● Dataset entries

.....

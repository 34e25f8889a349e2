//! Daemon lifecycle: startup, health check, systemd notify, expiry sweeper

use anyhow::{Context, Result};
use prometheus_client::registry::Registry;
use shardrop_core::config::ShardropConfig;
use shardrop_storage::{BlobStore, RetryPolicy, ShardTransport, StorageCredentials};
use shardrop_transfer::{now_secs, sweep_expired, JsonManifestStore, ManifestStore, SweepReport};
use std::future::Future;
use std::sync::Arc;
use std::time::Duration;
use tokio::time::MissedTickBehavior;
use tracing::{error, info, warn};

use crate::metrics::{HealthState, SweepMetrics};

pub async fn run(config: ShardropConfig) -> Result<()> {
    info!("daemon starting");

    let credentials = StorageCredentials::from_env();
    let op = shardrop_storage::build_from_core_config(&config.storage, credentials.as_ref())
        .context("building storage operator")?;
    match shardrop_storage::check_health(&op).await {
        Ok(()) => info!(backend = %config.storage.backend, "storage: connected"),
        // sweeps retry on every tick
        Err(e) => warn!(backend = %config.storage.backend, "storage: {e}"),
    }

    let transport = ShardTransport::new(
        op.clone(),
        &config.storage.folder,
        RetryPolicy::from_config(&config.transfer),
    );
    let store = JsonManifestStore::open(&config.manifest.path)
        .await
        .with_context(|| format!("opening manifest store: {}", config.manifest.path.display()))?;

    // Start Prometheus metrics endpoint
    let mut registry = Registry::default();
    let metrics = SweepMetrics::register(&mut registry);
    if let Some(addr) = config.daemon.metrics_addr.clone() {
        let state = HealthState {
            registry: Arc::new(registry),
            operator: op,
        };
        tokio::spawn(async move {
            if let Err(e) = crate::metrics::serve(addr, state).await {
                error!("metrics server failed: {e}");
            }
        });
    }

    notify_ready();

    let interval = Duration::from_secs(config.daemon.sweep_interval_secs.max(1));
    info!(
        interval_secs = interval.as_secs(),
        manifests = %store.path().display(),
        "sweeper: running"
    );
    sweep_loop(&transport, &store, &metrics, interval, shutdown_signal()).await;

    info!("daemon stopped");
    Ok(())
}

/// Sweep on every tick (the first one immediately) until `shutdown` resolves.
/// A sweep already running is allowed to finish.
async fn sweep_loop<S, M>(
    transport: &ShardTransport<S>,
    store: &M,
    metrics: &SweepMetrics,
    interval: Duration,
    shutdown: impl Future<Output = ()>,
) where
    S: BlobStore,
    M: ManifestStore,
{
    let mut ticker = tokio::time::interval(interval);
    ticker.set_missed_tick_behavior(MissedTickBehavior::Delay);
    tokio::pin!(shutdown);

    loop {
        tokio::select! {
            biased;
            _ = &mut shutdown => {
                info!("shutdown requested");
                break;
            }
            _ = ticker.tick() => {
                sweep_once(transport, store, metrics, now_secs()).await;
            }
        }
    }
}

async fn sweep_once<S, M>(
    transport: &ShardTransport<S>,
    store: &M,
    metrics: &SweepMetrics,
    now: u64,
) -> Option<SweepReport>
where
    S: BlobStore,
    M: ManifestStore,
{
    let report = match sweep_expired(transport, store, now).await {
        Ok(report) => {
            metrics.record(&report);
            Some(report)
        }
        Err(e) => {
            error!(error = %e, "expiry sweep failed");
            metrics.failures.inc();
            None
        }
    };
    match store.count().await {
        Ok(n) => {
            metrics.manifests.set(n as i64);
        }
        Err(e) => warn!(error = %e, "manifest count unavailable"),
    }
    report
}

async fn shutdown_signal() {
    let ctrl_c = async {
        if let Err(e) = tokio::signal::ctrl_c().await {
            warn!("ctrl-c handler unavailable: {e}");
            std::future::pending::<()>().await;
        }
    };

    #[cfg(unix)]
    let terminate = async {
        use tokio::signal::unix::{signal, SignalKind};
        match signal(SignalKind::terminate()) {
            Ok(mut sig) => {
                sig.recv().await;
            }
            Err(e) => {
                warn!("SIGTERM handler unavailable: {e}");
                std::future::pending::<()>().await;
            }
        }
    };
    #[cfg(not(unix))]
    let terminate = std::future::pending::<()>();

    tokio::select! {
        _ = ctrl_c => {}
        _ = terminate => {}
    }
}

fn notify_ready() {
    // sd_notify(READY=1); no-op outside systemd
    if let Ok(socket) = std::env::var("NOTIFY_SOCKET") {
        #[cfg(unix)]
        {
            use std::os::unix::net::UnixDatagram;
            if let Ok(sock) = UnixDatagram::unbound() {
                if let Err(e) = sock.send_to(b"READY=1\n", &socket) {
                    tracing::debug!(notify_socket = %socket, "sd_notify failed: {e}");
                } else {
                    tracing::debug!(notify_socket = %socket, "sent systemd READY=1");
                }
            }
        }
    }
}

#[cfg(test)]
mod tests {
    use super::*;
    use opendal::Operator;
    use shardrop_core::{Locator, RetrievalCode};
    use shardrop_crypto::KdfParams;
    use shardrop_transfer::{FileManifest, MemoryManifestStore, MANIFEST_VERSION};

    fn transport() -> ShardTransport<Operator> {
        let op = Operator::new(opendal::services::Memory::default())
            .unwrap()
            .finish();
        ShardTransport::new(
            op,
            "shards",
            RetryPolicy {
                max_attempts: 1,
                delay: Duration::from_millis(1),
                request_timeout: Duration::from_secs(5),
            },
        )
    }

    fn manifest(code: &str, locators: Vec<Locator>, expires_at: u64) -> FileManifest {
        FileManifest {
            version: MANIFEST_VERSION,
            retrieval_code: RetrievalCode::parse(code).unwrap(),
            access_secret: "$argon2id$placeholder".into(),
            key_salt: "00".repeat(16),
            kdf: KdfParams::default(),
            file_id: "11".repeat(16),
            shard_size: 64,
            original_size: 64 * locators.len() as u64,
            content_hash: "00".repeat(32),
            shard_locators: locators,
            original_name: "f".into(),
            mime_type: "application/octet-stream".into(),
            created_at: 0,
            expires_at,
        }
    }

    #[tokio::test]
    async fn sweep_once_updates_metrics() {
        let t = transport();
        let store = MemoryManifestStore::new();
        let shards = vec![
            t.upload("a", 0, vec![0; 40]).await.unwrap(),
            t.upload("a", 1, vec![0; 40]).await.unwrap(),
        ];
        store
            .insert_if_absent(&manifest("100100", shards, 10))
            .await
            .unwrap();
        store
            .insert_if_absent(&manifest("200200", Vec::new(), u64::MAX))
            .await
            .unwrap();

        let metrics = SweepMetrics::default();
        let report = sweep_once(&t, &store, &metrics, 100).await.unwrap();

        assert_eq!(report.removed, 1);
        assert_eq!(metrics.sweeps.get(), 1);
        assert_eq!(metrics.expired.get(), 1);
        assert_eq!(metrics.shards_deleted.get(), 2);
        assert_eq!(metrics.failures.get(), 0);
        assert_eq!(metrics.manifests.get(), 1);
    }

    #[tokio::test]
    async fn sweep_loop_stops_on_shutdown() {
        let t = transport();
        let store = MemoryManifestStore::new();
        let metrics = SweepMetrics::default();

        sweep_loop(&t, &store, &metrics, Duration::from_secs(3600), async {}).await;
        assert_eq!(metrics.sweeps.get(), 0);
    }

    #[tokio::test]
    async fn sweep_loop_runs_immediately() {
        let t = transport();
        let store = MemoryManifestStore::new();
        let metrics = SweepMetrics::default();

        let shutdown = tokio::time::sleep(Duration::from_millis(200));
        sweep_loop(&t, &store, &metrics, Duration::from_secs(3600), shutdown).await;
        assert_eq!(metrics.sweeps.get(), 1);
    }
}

.....

● Task directions
Respond with one number, namely the count of lines in the entries above that hold the word "handler".

● Answer to the exercise
2